Dr. Herbert John Shaw (June 2, 1918 - January 19, 2006) was a professor at Stanford University, and a major inventor in the fields of fiber optic gyroscopes, optical communications, and surface acoustic wave devices.

Shaw was born in Seattle, and in 1941 received his bachelor's degree in electrical engineering from the University of Washington. He received his master's degree (1942) and doctorate (1948), both from Stanford's electrical engineering department, and subsequently joined the department as a research associate. In 1950 he transferred to Stanford's Microwave Laboratory, later renamed the Edward L. Ginzton Laboratory, as a research associate, and in 1977 became its associate director. Six years later, Shaw became a research professor in applied physics. He retired in 1989.
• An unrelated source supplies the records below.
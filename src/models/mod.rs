pub mod proxy;
pub mod request;

pub use proxy::*;
pub use request::*;
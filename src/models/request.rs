use serde::{Deserialize, Serialize};

/// Ban indicator reported by the fetch engine for a completed attempt.
///
/// The tri-state is deliberate: `Unknown` means the engine had no opinion and
/// must leave proxy-health accounting untouched, which is not the same thing
/// as `Clean`.
#[derive(Debug, Clone, Copy, PartialEq, Eq, Serialize, Deserialize)]
#[serde(rename_all = "lowercase")]
pub enum BanSignal {
    /// The response (or transport failure) indicates the proxy is banned
    Banned,
    /// The response proves the proxy works
    Clean,
    /// No ban verdict either way
    Unknown,
}

impl BanSignal {
    pub fn from_flag(flag: Option<bool>) -> Self {
        match flag {
            Some(true) => BanSignal::Banned,
            Some(false) => BanSignal::Clean,
            None => BanSignal::Unknown,
        }
    }

    pub fn as_flag(&self) -> Option<bool> {
        match self {
            BanSignal::Banned => Some(true),
            BanSignal::Clean => Some(false),
            BanSignal::Unknown => None,
        }
    }
}

/// An outbound fetch plus the rotation metadata the dispatcher attaches.
///
/// The surrounding fetch engine carries this alongside whatever request
/// representation it uses natively; the dispatcher only reads and writes
/// these fields.
#[derive(Debug, Clone, PartialEq, Eq)]
pub struct FetchRequest {
    /// Target URL, used as the request identity in logs
    pub url: String,
    /// Proxy bound to this attempt
    pub proxy: Option<String>,
    /// Concurrency slot key derived from the bound proxy
    pub slot: Option<String>,
    /// Set when the proxy was assigned by rotation; externally pinned
    /// proxies leave this false and bypass outcome handling
    pub rotating: bool,
    /// Number of proxy retries so far
    pub retry_count: u32,
    /// Per-request override of the configured retry ceiling
    pub max_retries: Option<u32>,
    /// Retried attempts must bypass the engine's request deduplication
    pub dont_filter: bool,
}

impl FetchRequest {
    pub fn new(url: impl Into<String>) -> Self {
        Self {
            url: url.into(),
            proxy: None,
            slot: None,
            rotating: false,
            retry_count: 0,
            max_retries: None,
            dont_filter: false,
        }
    }

    /// A request carrying its own proxy, outside rotation management.
    pub fn with_proxy(url: impl Into<String>, proxy: impl Into<String>) -> Self {
        Self {
            proxy: Some(proxy.into()),
            ..Self::new(url)
        }
    }

    pub fn with_max_retries(mut self, max_retries: u32) -> Self {
        self.max_retries = Some(max_retries);
        self
    }

    /// The follow-up attempt after a ban: unassigned, counted, and flagged to
    /// bypass deduplication. The dispatcher routes it back through assignment.
    pub fn retry(&self) -> FetchRequest {
        FetchRequest {
            url: self.url.clone(),
            proxy: None,
            slot: None,
            rotating: false,
            retry_count: self.retry_count + 1,
            max_retries: self.max_retries,
            dont_filter: true,
        }
    }
}

/// What the dispatcher decided about a reported outcome.
#[derive(Debug, Clone, PartialEq, Eq)]
pub enum Disposition {
    /// Request was not rotation-managed; outcome passes through untouched
    Untracked,
    /// Proxy confirmed working; the result goes to the caller
    Succeeded,
    /// No ban verdict; registry untouched, outcome passes through
    NoSignal,
    /// Banned within the retry budget; re-issue this request
    Retry(FetchRequest),
    /// Banned past the retry budget; surface the failure to the caller
    Exhausted { retries: u32 },
}
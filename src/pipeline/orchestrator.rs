//! Pipeline orchestrator: drives video → transcript → translation → synthesis → mix.
//!
//! [`Orchestrator`] owns the [`PipelineState`]. Every stage run is a spawned
//! tokio task that ticks its own 0-100 counter, calls its provider and reports
//! back over one `mpsc` channel. The orchestrator applies the result and
//! starts whatever stage depends on it.
//!
//! # Pipeline flow
//!
//! ```text
//! select_video ──▶ Transcription ──▶ Translation ──▶ Synthesis ──▶ Mixing
//!                       25%              50%            75%         100%
//! set_target_language ──────────────▶ Translation
//! export / save / load: manual only
//! ```
//!
//! Each run is tagged with a sequence number. Starting a stage again cancels
//! the previous run, and any result whose sequence number is no longer current
//! is dropped, so a slow stale run can never overwrite a newer one.

use std::collections::{BTreeMap, HashMap};
use std::future::Future;
use std::path::Path;
use std::pin::Pin;
use std::sync::Arc;

use tokio::sync::{broadcast, mpsc};
use tokio_util::sync::CancellationToken;
use tracing::{debug, info, warn};

use crate::config::Config;
use crate::error::{RedubError, Result};
use crate::export::{ExportArtifact, Exporter};
use crate::media::{MixedAudio, Playback, PlaybackState, Track, VideoFile};
use crate::mix::{Mixer, MixerFactory};
use crate::project::{Project, ProjectStore};
use crate::stage::{ProgressEvent, Stage, StageStatus, Ticker};
use crate::synthesize::{AudioBuffer, Synthesizer, SynthesizerFactory};
use crate::transcribe::{Transcriber, TranscriberFactory};
use crate::translate::{Translator, TranslatorFactory};

use super::state::PipelineState;

/// The implementations behind each processing stage.
#[derive(Clone)]
pub struct Providers {
    pub transcriber: Arc<dyn Transcriber>,
    pub translator: Arc<dyn Translator>,
    pub synthesizer: Arc<dyn Synthesizer>,
    pub mixer: Arc<dyn Mixer>,
}

impl Providers {
    pub fn from_config(config: &Config) -> Result<Self> {
        Ok(Self {
            transcriber: TranscriberFactory::create_default(&config.stages.transcription),
            translator: TranslatorFactory::create_translator(
                &config.translate,
                &config.stages.translation,
            )?,
            synthesizer: SynthesizerFactory::create_default(&config.stages.synthesis),
            mixer: MixerFactory::create_default(&config.stages.mixing),
        })
    }
}

#[derive(Debug)]
enum StageOutput {
    Transcript(String),
    Translation(String),
    Synthesized(AudioBuffer),
    Mixed(MixedAudio),
}

#[derive(Debug)]
enum StageEvent {
    Progress { stage: Stage, seq: u64, percent: u8 },
    Finished { stage: Stage, seq: u64, result: Result<StageOutput> },
}
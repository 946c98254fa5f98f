use serde::{Deserialize, Serialize};
use std::net::SocketAddr;
use std::path::{Path, PathBuf};

use crate::error::{Result, RedubError};
use crate::stage::Stage;

fn default_key_prefix() -> String {
    "project_".to_string()
}

fn default_export_file_name() -> String {
    "translated_output.txt".to_string()
}

#[derive(Debug, Clone, Serialize, Deserialize)]
pub struct Config {
    pub pipeline: PipelineConfig,
    pub stages: StagesConfig,
    pub translate: TranslateConfig,
    pub storage: StorageConfig,
    pub export: ExportConfig,
    pub server: ServerConfig,
}

#[derive(Debug, Clone, Serialize, Deserialize)]
pub struct PipelineConfig {
    /// Target language selected before the user picks one
    pub default_target_language: String,
}

/// Simulated timing for one stage
#[derive(Debug, Clone, PartialEq, Eq, Serialize, Deserialize)]
pub struct StageTiming {
    /// Percent advanced per tick (10 gives 0, 10, ..., 100)
    pub step: u8,
    /// Delay before each tick, in milliseconds
    pub tick_ms: u64,
    /// Extra provider latency after the ticks, in milliseconds
    #[serde(default)]
    pub latency_ms: u64,
}

#[derive(Debug, Clone, Serialize, Deserialize)]
pub struct StagesConfig {
    pub transcription: StageTiming,
    pub translation: StageTiming,
    pub synthesis: StageTiming,
    pub mixing: StageTiming,
    pub export: StageTiming,
}

impl StagesConfig {
    pub fn timing(&self, stage: Stage) -> &StageTiming {
        match stage {
            Stage::Transcription => &self.transcription,
            Stage::Translation => &self.translation,
            Stage::Synthesis => &self.synthesis,
            Stage::Mixing => &self.mixing,
            Stage::Export => &self.export,
        }
    }
}

#[derive(Debug, Clone, Serialize, Deserialize)]
pub struct TranslateConfig {
    /// Which translation provider backs the translation stage
    pub provider: TranslationProvider,
    /// Base URL of the translation endpoint (Http provider only)
    pub endpoint: String,
    /// Request timeout in seconds (Http provider only)
    pub timeout_secs: u64,
}

#[derive(Debug, Clone, PartialEq, Eq, Serialize, Deserialize)]
pub enum TranslationProvider {
    /// Canned: one fixed sentence per supported language
    Canned,
    /// Http: POST to the placeholder translation endpoint
    Http,
}

#[derive(Debug, Clone, Serialize, Deserialize)]
pub struct StorageConfig {
    /// Directory holding the local storage file
    pub dir: PathBuf,
    /// Prefix prepended to the project name to form the storage key
    #[serde(default = "default_key_prefix")]
    pub key_prefix: String,
}

#[derive(Debug, Clone, Serialize, Deserialize)]
pub struct ExportConfig {
    /// Fixed name of the exported artifact
    #[serde(default = "default_export_file_name")]
    pub file_name: String,
}

#[derive(Debug, Clone, Serialize, Deserialize)]
pub struct ServerConfig {
    /// Address the placeholder endpoint listens on
    pub bind: SocketAddr,
}

impl Default for Config {
    fn default() -> Self {
        Self {
            pipeline: PipelineConfig {
                default_target_language: "es".to_string(),
            },
            stages: StagesConfig {
                transcription: StageTiming { step: 10, tick_ms: 500, latency_ms: 0 },
                translation: StageTiming { step: 10, tick_ms: 200, latency_ms: 0 },
                synthesis: StageTiming { step: 5, tick_ms: 100, latency_ms: 1500 },
                mixing: StageTiming { step: 5, tick_ms: 100, latency_ms: 0 },
                export: StageTiming { step: 10, tick_ms: 200, latency_ms: 0 },
            },
            translate: TranslateConfig {
                provider: TranslationProvider::Canned,
                endpoint: "http://127.0.0.1:3000".to_string(),
                timeout_secs: 30,
            },
            storage: StorageConfig {
                dir: PathBuf::from(".redub/storage"),
                key_prefix: default_key_prefix(),
            },
            export: ExportConfig {
                file_name: default_export_file_name(),
            },
            server: ServerConfig {
                bind: SocketAddr::from(([127, 0, 0, 1], 3000)),
            },
        }
    }
}

impl Config {
    pub fn from_file<P: AsRef<Path>>(path: P) -> Result<Self> {
        let content = std::fs::read_to_string(path)
            .map_err(|e| RedubError::Config(format!("Failed to read config file: {}", e)))?;

        toml::from_str(&content)
            .map_err(|e| RedubError::Config(format!("Failed to parse config file: {}", e)))
    }

    pub fn save_to_file<P: AsRef<Path>>(&self, path: P) -> Result<()> {
        let content = toml::to_string_pretty(self)
            .map_err(|e| RedubError::Config(format!("Failed to serialize config: {}", e)))?;

        std::fs::write(path, content)
            .map_err(|e| RedubError::Config(format!("Failed to write config file: {}", e)))?;

        Ok(())
    }

    /// Same config with every simulated delay removed.
    pub fn instant(mut self) -> Self {
        for timing in [
            &mut self.stages.transcription,
            &mut self.stages.translation,
            &mut self.stages.synthesis,
            &mut self.stages.mixing,
            &mut self.stages.export,
        ] {
            timing.tick_ms = 0;
            timing.latency_ms = 0;
        }
        self
    }
}
//! The pipeline: one explicit state struct and the orchestrator that owns it.

pub mod orchestrator;
pub mod state;

pub use orchestrator::{Orchestrator, Providers};
pub use state::PipelineState;
use async_trait::async_trait;
use std::sync::Arc;
use std::time::Duration;
use tracing::info;

use crate::config::StageTiming;
use crate::error::Result;
use crate::media::{MixSettings, MixedAudio, VideoFile};
use crate::synthesize::AudioBuffer;

/// Blends synthesized speech with the original soundtrack
#[cfg_attr(test, mockall::automock)]
#[async_trait]
pub trait Mixer: Send + Sync {
    async fn mix(
        &self,
        synthesized: &AudioBuffer,
        original: &VideoFile,
        settings: MixSettings,
    ) -> Result<MixedAudio>;
}

/// Republishes the synthesized buffer unchanged. The original track is never
/// decoded and the volume settings are ignored.
pub struct PassthroughMixer {
    latency: Duration,
}

impl PassthroughMixer {
    pub fn new(latency_ms: u64) -> Self {
        Self {
            latency: Duration::from_millis(latency_ms),
        }
    }
}

#[async_trait]
impl Mixer for PassthroughMixer {
    async fn mix(
        &self,
        synthesized: &AudioBuffer,
        original: &VideoFile,
        settings: MixSettings,
    ) -> Result<MixedAudio> {
        if !self.latency.is_zero() {
            tokio::time::sleep(self.latency).await;
        }
        info!(
            "Mixed {} bytes over {} (levels {}/{} not applied)",
            synthesized.len(),
            original.name,
            settings.original_volume,
            settings.translated_volume
        );
        Ok(MixedAudio::new(synthesized.clone()))
    }
}

pub struct MixerFactory;

impl MixerFactory {
    pub fn create_default(timing: &StageTiming) -> Arc<dyn Mixer> {
        Arc::new(PassthroughMixer::new(timing.latency_ms))
    }
}
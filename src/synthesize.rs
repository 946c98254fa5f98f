use async_trait::async_trait;
use std::sync::Arc;
use std::time::Duration;
use tracing::info;

use crate::config::StageTiming;
use crate::error::Result;

/// Bytes standing in for synthesized speech.
#[derive(Debug, Clone, PartialEq, Eq, Default)]
pub struct AudioBuffer(Vec<u8>);

impl AudioBuffer {
    pub fn from_bytes(bytes: Vec<u8>) -> Self {
        Self(bytes)
    }

    /// Widen every UTF-16 code unit of `text` into two little-endian bytes.
    pub fn from_code_units(text: &str) -> Self {
        Self(text.encode_utf16().flat_map(u16::to_le_bytes).collect())
    }

    pub fn as_bytes(&self) -> &[u8] {
        &self.0
    }

    pub fn len(&self) -> usize {
        self.0.len()
    }

    pub fn is_empty(&self) -> bool {
        self.0.is_empty()
    }
}

#[cfg_attr(test, mockall::automock)]
#[async_trait]
pub trait Synthesizer: Send + Sync {
    async fn synthesize(&self, text: &str, target_language: &str) -> Result<AudioBuffer>;
}

/// Deterministic placeholder: the text's code units as bytes, no audio.
pub struct CodeUnitSynthesizer {
    latency: Duration,
}

impl CodeUnitSynthesizer {
    pub fn new(latency_ms: u64) -> Self {
        Self {
            latency: Duration::from_millis(latency_ms),
        }
    }
}

#[async_trait]
impl Synthesizer for CodeUnitSynthesizer {
    async fn synthesize(&self, text: &str, target_language: &str) -> Result<AudioBuffer> {
        if !self.latency.is_zero() {
            tokio::time::sleep(self.latency).await;
        }
        let buffer = AudioBuffer::from_code_units(text);
        info!("Synthesized {} bytes of {} voice", buffer.len(), target_language);
        Ok(buffer)
    }
}

pub struct SynthesizerFactory;

impl SynthesizerFactory {
    pub fn create_default(timing: &StageTiming) -> Arc<dyn Synthesizer> {
        Arc::new(CodeUnitSynthesizer::new(timing.latency_ms))
    }
}

#[cfg(test)]
mod tests {
    use super::*;

    #[tokio::test]
    async fn test_buffer_is_two_bytes_per_code_unit() {
        let synth = CodeUnitSynthesizer::new(0);
        for text in ["", "abc", "Este es un texto traducido al español.", "これは日本語"] {
            let buffer = synth.synthesize(text, "es").await.unwrap();
            assert_eq!(buffer.len(), 2 * text.encode_utf16().count());
        }
    }

    #[tokio::test]
    async fn test_synthesis_is_deterministic() {
        let synth = CodeUnitSynthesizer::new(0);
        let a = synth.synthesize("Ceci est un texte", "fr").await.unwrap();
        let b = synth.synthesize("Ceci est un texte", "fr").await.unwrap();
        assert_eq!(a, b);
    }

    #[test]
    fn test_code_units_are_little_endian_in_order() {
        let buffer = AudioBuffer::from_code_units("Aé");
        assert_eq!(buffer.as_bytes(), &[0x41, 0x00, 0xE9, 0x00]);

        // Outside the BMP: one char, two code units
        let buffer = AudioBuffer::from_code_units("😀");
        assert_eq!(buffer.as_bytes(), &[0x3D, 0xD8, 0x00, 0xDE]);
    }

    #[tokio::test(start_paused = true)]
    async fn test_latency_is_simulated() {
        let synth = CodeUnitSynthesizer::new(1500);
        let started = tokio::time::Instant::now();
        synth.synthesize("hi", "es").await.unwrap();
        assert!(started.elapsed() >= Duration::from_millis(1500));
    }
}
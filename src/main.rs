//! Redub - Simulated Movie Audio Translation Pipeline
//!
//! Entry point for the `redub` command line: runs the pipeline with live
//! progress bars, manages saved projects and serves the placeholder
//! translation endpoint.

use anyhow::{bail, Result};
use clap::Parser;
use indicatif::{MultiProgress, ProgressBar, ProgressStyle};
use std::collections::HashMap;
use std::path::Path;
use tokio::sync::broadcast;
use tokio::task::JoinHandle;
use tracing::{info, Level};
use tracing_appender::{non_blocking, rolling};
use tracing_subscriber::{fmt, layer::SubscriberExt, util::SubscriberInitExt, EnvFilter};

use redub::cli::{Args, Commands, ProjectAction};
use redub::media::Track;
use redub::config::Config;
use redub::pipeline::Orchestrator;
use redub::project::ProjectStore;
use redub::server;
use redub::stage::{ProgressEvent, Stage};
use redub::synthesize::{Synthesizer, SynthesizerFactory};
use redub::translate::{Translator, TranslatorFactory, LANGUAGES};

#[tokio::main]
async fn main() -> Result<()> {
    let args = Args::parse();

    setup_logging(args.verbose)?;
    info!("Starting Redub - Simulated Movie Audio Translation");

    let config = match &args.config {
        Some(config_path) => Config::from_file(config_path)?,
        None => {
            if Path::new("redub.toml").exists() {
                info!("Found redub.toml in current directory, loading...");
                Config::from_file("redub.toml")?
            } else {
                Config::default()
            }
        }
    };

    match args.command {
        Commands::Run {
            input,
            target_lang,
            export_dir,
            save,
            original_volume,
            translated_volume,
            play,
        } => {
            let mut orchestrator = Orchestrator::from_config(config.clone())?;
            if let Some(code) = target_lang {
                orchestrator.set_target_language(&code);
            }
            if let Some(volume) = original_volume {
                orchestrator.set_volume(Track::Original, volume);
            }
            if let Some(volume) = translated_volume {
                orchestrator.set_volume(Track::Translated, volume);
            }

            let renderer = ProgressRenderer::spawn(orchestrator.subscribe());
            if let Err(e) = orchestrator.select_video(&input) {
                renderer.finish().await;
                bail!("{} ({})", e.user_message(), e);
            }
            orchestrator.settle().await;
            if play {
                orchestrator.toggle_playback();
            }

            let exported = match export_dir {
                Some(dir) => orchestrator.export(&dir).await.ok(),
                None => None,
            };
            renderer.finish().await;

            print_summary(&orchestrator);
            if let Some(artifact) = exported {
                println!("\nExported {} ({})", artifact.path.display(), artifact.media_type);
            }

            if let Some(name) = save {
                let mut store = ProjectStore::open(&config.storage).await?;
                let key = orchestrator.save_project(&mut store, &name).await?;
                println!("Saved project as '{}'", key);
            }

            if let Some(message) = orchestrator.state().error {
                bail!("{}", message);
            }
        }
        Commands::Languages => {
            println!("{:<6} {:<22} {}", "Code", "Language", "Sample");
            println!("{}", "-".repeat(80));
            for language in LANGUAGES.iter() {
                println!("{:<6} {:<22} {}", language.code, language.name, language.sample);
            }
        }
        Commands::Translate { text, target_lang } => {
            let translator = TranslatorFactory::create_translator(
                &config.translate,
                &config.stages.translation,
            )?;
            let translated = translator.translate(&text, &target_lang).await?;
            println!("{}", translated);
        }
        Commands::Synthesize { text, target_lang, output } => {
            let synthesizer = SynthesizerFactory::create_default(&config.stages.synthesis);
            let buffer = synthesizer.synthesize(&text, &target_lang).await?;
            tokio::fs::write(&output, buffer.as_bytes()).await?;
            println!("Wrote {} bytes to {}", buffer.len(), output.display());
        }
        Commands::Project { action } => match action {
            ProjectAction::List => {
                let store = ProjectStore::open(&config.storage).await?;
                let projects = store.list();
                if projects.is_empty() {
                    println!("No saved projects.");
                } else {
                    println!("{:<30} {:<25}", "Name", "Saved");
                    println!("{}", "-".repeat(55));
                    for project in projects {
                        println!(
                            "{:<30} {:<25}",
                            project.name,
                            project.updated_at.with_timezone(&chrono::Local).format("%Y-%m-%d %H:%M:%S")
                        );
                    }
                }
            }
            ProjectAction::Show { name } => {
                let store = ProjectStore::open(&config.storage).await?;
                let project = store.get(&name)?;
                println!("{}", serde_json::to_string_pretty(&project)?);
            }
            ProjectAction::Load { file, export_dir } => {
                let mut orchestrator = Orchestrator::from_config(config.clone())?;
                let renderer = ProgressRenderer::spawn(orchestrator.subscribe());
                if let Err(e) = orchestrator.load_project_file(&file).await {
                    renderer.finish().await;
                    bail!("{} ({})", e.user_message(), e);
                }
                orchestrator.settle().await;
                if let Some(dir) = export_dir {
                    if let Ok(artifact) = orchestrator.export(&dir).await {
                        println!("Exported {}", artifact.path.display());
                    }
                }
                renderer.finish().await;

                print_summary(&orchestrator);
                if let Some(message) = orchestrator.state().error {
                    bail!("{}", message);
                }
            }
        },
        Commands::Serve { bind } => {
            let addr = bind.unwrap_or(config.server.bind);
            server::serve(addr).await?;
        }
        Commands::InitConfig { output } => {
            Config::default().save_to_file(&output)?;
            println!("Wrote default configuration to {}", output.display());
        }
    }

    Ok(())
}

fn print_summary(orchestrator: &Orchestrator) {
    let state = orchestrator.state();

    println!();
    println!("Overall progress: {}%", state.progress());
    if let Some(video) = &state.video {
        println!("Video: {} ({})", video.name, video.handle);
    }
    println!("Target language: {}", state.target_language);
    println!(
        "Volumes: original {}%, translated {}%",
        state.mix_settings.original_volume, state.mix_settings.translated_volume
    );
    println!("\nOriginal Transcript\n{}", state.transcript);
    println!("\nTranslated Text\n{}", state.translated_text);
    if let Some(buffer) = &state.synthesized {
        println!("\nSynthesized audio: {} bytes", buffer.len());
    }
    if let Some(mixed) = &state.mixed {
        println!("Mixed audio: {} ({})", mixed.handle, mixed.media_type);
    }
    if let Some(playback) = orchestrator.playback() {
        println!("Playback: {:?}", playback.state());
    }
}

/// Renders one progress bar per stage from orchestrator progress events.
struct ProgressRenderer {
    handle: JoinHandle<()>,
}

impl ProgressRenderer {
    fn spawn(mut rx: broadcast::Receiver<ProgressEvent>) -> Self {
        let handle = tokio::spawn(async move {
            let multi = MultiProgress::new();
            let style = ProgressStyle::with_template("{prefix:>14} [{bar:40}] {pos:>3}% {msg}")
                .unwrap_or_else(|_| ProgressStyle::default_bar())
                .progress_chars("=> ");
            let mut bars: HashMap<Stage, ProgressBar> = HashMap::new();

            loop {
                let event = match rx.recv().await {
                    Ok(event) => event,
                    Err(broadcast::error::RecvError::Lagged(_)) => continue,
                    Err(broadcast::error::RecvError::Closed) => break,
                };
                match event {
                    ProgressEvent::Started(stage) => {
                        let bar = multi.add(ProgressBar::new(100));
                        bar.set_style(style.clone());
                        bar.set_prefix(stage.to_string());
                        if let Some(old) = bars.insert(stage, bar) {
                            old.abandon_with_message("superseded");
                        }
                    }
                    ProgressEvent::Advanced { stage, percent } => {
                        if let Some(bar) = bars.get(&stage) {
                            bar.set_position(percent as u64);
                        }
                    }
                    ProgressEvent::Finished(stage) => {
                        if let Some(bar) = bars.remove(&stage) {
                            bar.finish_with_message("done");
                        }
                    }
                    ProgressEvent::Failed { stage, message } => {
                        if let Some(bar) = bars.remove(&stage) {
                            bar.abandon_with_message(message);
                        }
                    }
                    ProgressEvent::Overall(percent) => {
                        multi.println(format!("Overall progress: {}%", percent)).ok();
                    }
                }
            }
        });
        Self { handle }
    }

    async fn finish(self) {
        // Let queued events render before tearing the bars down
        tokio::task::yield_now().await;
        self.handle.abort();
        let _ = self.handle.await;
    }
}

fn setup_logging(verbose: bool) -> Result<()> {
    let log_dir = std::env::current_dir()?.join(".redub").join("log");
    std::fs::create_dir_all(&log_dir)?;

    let file_appender = rolling::daily(&log_dir, "redub.log");
    let (non_blocking_file, guard) = non_blocking(file_appender);
    // Keep the guard alive for the duration of the program
    std::mem::forget(guard);

    let log_level = if verbose { Level::DEBUG } else { Level::WARN };

    let console_layer = fmt::layer()
        .with_target(false)
        .with_writer(std::io::stderr);

    let file_layer = fmt::layer()
        .with_writer(non_blocking_file)
        .with_target(false)
        .with_thread_ids(true)
        .with_file(true)
        .with_line_number(true)
        .with_ansi(false);

    tracing_subscriber::registry()
        .with(EnvFilter::from_default_env().add_directive(log_level.into()))
        .with(console_layer)
        .with(file_layer)
        .try_init()
        .map_err(|e| anyhow::anyhow!("Failed to initialize logging: {}", e))?;

    Ok(())
}
use thiserror::Error;

use crate::stage::Stage;

#[derive(Error, Debug)]
pub enum RedubError {
    #[error("IO error: {0}")]
    Io(#[from] std::io::Error),

    #[error("JSON serialization error: {0}")]
    Json(#[from] serde_json::Error),

    #[error("TOML parsing error: {0}")]
    Toml(#[from] toml::de::Error),

    #[error("HTTP request error: {0}")]
    Http(#[from] reqwest::Error),

    #[error("Invalid file type: {0}")]
    InvalidFileType(String),

    #[error("{stage} failed: {reason}")]
    StageFailed { stage: Stage, reason: String },

    #[error("{0} run was cancelled")]
    Cancelled(Stage),

    #[error("Export requires both synthesized audio and the original video")]
    MissingExportInput,

    #[error("Project name must not be empty")]
    EmptyProjectName,

    #[error("Malformed project file: {0}")]
    MalformedProject(String),

    #[error("Project not found: {0}")]
    ProjectNotFound(String),

    #[error("Configuration error: {0}")]
    Config(String),

    #[error("File not found: {0}")]
    FileNotFound(String),
}

impl RedubError {
    pub fn stage<S: Into<String>>(stage: Stage, reason: S) -> Self {
        Self::StageFailed {
            stage,
            reason: reason.into(),
        }
    }

    /// Static message shown to the user for this error.
    ///
    /// Errors carry no structured detail past this boundary; the underlying
    /// cause only goes to the log.
    pub fn user_message(&self) -> &'static str {
        match self {
            Self::InvalidFileType(_) | Self::FileNotFound(_) => "Please select a valid video file.",
            Self::StageFailed { stage, .. } | Self::Cancelled(stage) => stage.failure_message(),
            Self::MissingExportInput => "No audio or video file available for download.",
            Self::EmptyProjectName => "Please enter a project name.",
            Self::MalformedProject(_) | Self::Json(_) => {
                "Failed to load project. Invalid file format."
            }
            Self::ProjectNotFound(_) => "Project not found.",
            Self::Config(_) | Self::Toml(_) => "Invalid configuration.",
            Self::Io(_) | Self::Http(_) => "Something went wrong. Please try again.",
        }
    }
}

pub type Result<T> = std::result::Result<T, RedubError>;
Shaw authored 291 technical publications and received about 100 U.S. patents, mostly in the field of photonics. He was a member of the National Academy of Engineering, and a fellow of the Institute of Electrical and Electronics Engineers. He received the 1976 IEEE Morris N. Liebmann Memorial Award "for contributions to the development of acoustic surface wave devices" and the 1981 Achievement Award of the IEEE Group on Sonics and Ultrasonics "for many contributions, through research and education, to ultrasonics technology."